Russia and especially China have invested heavily in antisatellite weaponry: missiles, directed energy, co-orbiting weapons, cyber, and more. To keep U.S. and allied constellations up and running during a conflict will take several lines of effort: maneuverability, cyber hardness, networked architectures, as well as multi-layered defenses involving spacecraft deployed in multiple orbits.

Just as important is the ability to rapidly replace satellites that have been taken out of the fight. The speed of future combat means there are only two ways to do this quickly enough: have spares in orbit or ready to launch on the ground. The rapid-launch option has several advantages. The launch costs are largely deferred until required. Unlike spares on orbit, satellites can be stored indefinitely and even updated with new technology. And satellites on the ground aren’t in the wrong orbits. But no satellite on the ground can be thrown into the fight as quickly as one that is already in space.  

So how do we choose? Simple. We focus on the nature of the assets we would replace.

Let’s start with the new, exciting, proliferated LEO, or PLEO, constellations. These spacecraft are placed at low altitude to facilitate high-speed, two-way data applications, like internet. Being in LEO means they are above any given location on the ground for only a few minutes at a time. Consequently, thousands are required for continuous coverage, which means that they must be small enough for a heavy launch vehicle to carry dozens per launch.  

The technologies used for this mission changes frequently. All commercial providers of PLEOs today plan on a short spacecraft life and periodic upgrades (like the wireless systems we use on Earth). This means that the flexibility offered by long ground storage and accessibility offers no advantage here. The economics of launch make the storage of spares on orbit optimum. Indeed, the first commercial PLEOs are populating their constellations with around 10 percent on orbit spares. The nature of PLEOs, as well as existing commercial practices, have made it clear that the correct approach for these constellations is to store the reserves on orbit and rapidly activate them to replace casualties during the fight.

But a PLEO satellite has a tiny payload. Certain missions require large, very sophisticated spacecraft deployed in much smaller constellations. Their payloads are extremely capable, and the overall size of the spacecraft required to support them more easily accommodates enough fuel for much greater longevity. In this situation, the flexibility afforded by keeping the payload technology current through potentially long storage cycles is now very attractive. For this type of satellite, the rapid launch of an asset stored on the ground becomes the obvious answer.

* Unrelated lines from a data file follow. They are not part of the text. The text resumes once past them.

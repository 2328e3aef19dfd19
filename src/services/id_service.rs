use rand::rngs::OsRng;
use rand::Rng;
use tracing::warn;

use crate::db::store::ClipStore;
use crate::models::SyncError;

/// Occupancy checks against the 4-digit space before widening
const NARROW_ATTEMPTS: usize = 50;

/// Clipboard identifiers are 4 or 5 ASCII digits.
///
/// Checked before any store lookup; malformed input never reaches the
/// database.
pub fn is_valid_identifier(id: &str) -> bool {
    (4..=5).contains(&id.len()) && id.bytes().all(|b| b.is_ascii_digit())
}

/// Allocate a free clipboard identifier.
///
/// Draws from the 4-digit space first, falling back to a single 5-digit
/// draw when the narrow space keeps colliding. The identifier is the only
/// read credential, so candidates come from the OS random source.
pub async fn allocate(store: &dyn ClipStore) -> Result<String, SyncError> {
    for _ in 0..NARROW_ATTEMPTS {
        let candidate = OsRng.gen_range(1000..10000).to_string();
        if !store.clip_exists(&candidate).await? {
            return Ok(candidate);
        }
    }

    warn!("4-digit identifier space congested, falling back to 5 digits");
    let fallback = OsRng.gen_range(10000..100000).to_string();
    if !store.clip_exists(&fallback).await? {
        return Ok(fallback);
    }

    Err(SyncError::AllocationExhausted)
}

#[cfg(test)]
mod tests {
    use super::*;
    use crate::db::memstore::{seeded_clip, MemStore};
    use crate::db::store::{StoreError, StoredClip};
    use async_trait::async_trait;

    #[test]
    fn identifier_format_is_strict() {
        assert!(is_valid_identifier("4821"));
        assert!(is_valid_identifier("48215"));
        assert!(!is_valid_identifier("482"));
        assert!(!is_valid_identifier("482156"));
        assert!(!is_valid_identifier("48a1"));
        assert!(!is_valid_identifier(""));
        assert!(!is_valid_identifier("4821'; DROP TABLE clips;--"));
    }

    #[tokio::test]
    async fn allocates_from_narrow_space_when_free() {
        let store = MemStore::new();
        let id = allocate(&store).await.unwrap();
        assert_eq!(id.len(), 4);
        assert!(is_valid_identifier(&id));
    }

    #[tokio::test]
    async fn falls_back_to_wide_space_when_narrow_is_full() {
        let store = MemStore::new();
        for n in 1000..10000 {
            store.seed(seeded_clip(&n.to_string(), "", "hash"));
        }
        let id = allocate(&store).await.unwrap();
        assert_eq!(id.len(), 5);
    }

    struct FullStore;

    #[async_trait]
    impl ClipStore for FullStore {
        async fn insert_clip(&self, _clip: &StoredClip) -> Result<(), StoreError> {
            Ok(())
        }
        async fn load_clip(&self, _id: &str) -> Result<Option<StoredClip>, StoreError> {
            Ok(None)
        }
        async fn clip_exists(&self, _id: &str) -> Result<bool, StoreError> {
            Ok(true)
        }
        async fn update_content(
            &self,
            _id: &str,
            _content: &str,
            _last_updated: chrono::DateTime<chrono::Utc>,
        ) -> Result<bool, StoreError> {
            Ok(false)
        }
        async fn delete_expired(&self) -> Result<u64, StoreError> {
            Ok(0)
        }
    }

    #[tokio::test]
    async fn errors_when_both_spaces_collide() {
        let result = allocate(&FullStore).await;
        assert!(matches!(result, Err(SyncError::AllocationExhausted)));
    }
}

Synergistically, the two strategies intersect in launch. PLEOs demand and enable high launch rates to quickly populate massive constellations. This means that there is always a launch vehicle mere days away from the pad that would be available for the rapid launch of an asset called up from ground reserve.

One might wonder if maintaining ground reserve satellites would be prohibitively expensive? The answer is no. You would not build extra satellites; you would only build early satellites. If the constellation is to have six birds, stay one ahead. When you get to the last one, have the first bird of the follow-on constellation also built ahead. 

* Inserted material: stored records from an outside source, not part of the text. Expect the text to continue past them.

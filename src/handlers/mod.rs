pub mod clip_create;
pub mod clip_edit;
pub mod clip_read;
pub mod diagnostics;
pub mod health;

pub use clip_create::*;
pub use clip_edit::*;
pub use clip_read::*;
pub use diagnostics::*;
pub use health::*;

use axum::http::StatusCode;
use axum::Json;

use crate::models::{ErrorResponse, SyncError};

/// Map a sync-core rejection onto an HTTP error response
pub(crate) fn error_response(error: SyncError) -> (StatusCode, Json<ErrorResponse>) {
    let status = match &error {
        SyncError::InvalidIdentifier => StatusCode::BAD_REQUEST,
        SyncError::NotFound => StatusCode::NOT_FOUND,
        SyncError::Unauthorized => StatusCode::FORBIDDEN,
        SyncError::NotInRoom => StatusCode::BAD_REQUEST,
        SyncError::PayloadTooLarge => StatusCode::PAYLOAD_TOO_LARGE,
        SyncError::AllocationExhausted => StatusCode::SERVICE_UNAVAILABLE,
        SyncError::Store(_) | SyncError::Internal(_) => StatusCode::INTERNAL_SERVER_ERROR,
    };
    (
        status,
        Json(ErrorResponse {
            code: status.as_u16(),
            status: status.to_string(),
            error: error.to_string(),
        }),
    )
}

Thus, we see that the answer to this old debate is now clear. We replace casualties during the fight with the rapid activation of on orbit spares for proliferated constellations, while rapidly launching ground reserves for large, high-value assets.

Tory Bruno is the President and CEO of United Launch Alliance (ULA), the nation's most experienced space launch company with more than 150 consecutive launches and a 100 percent mission success rate.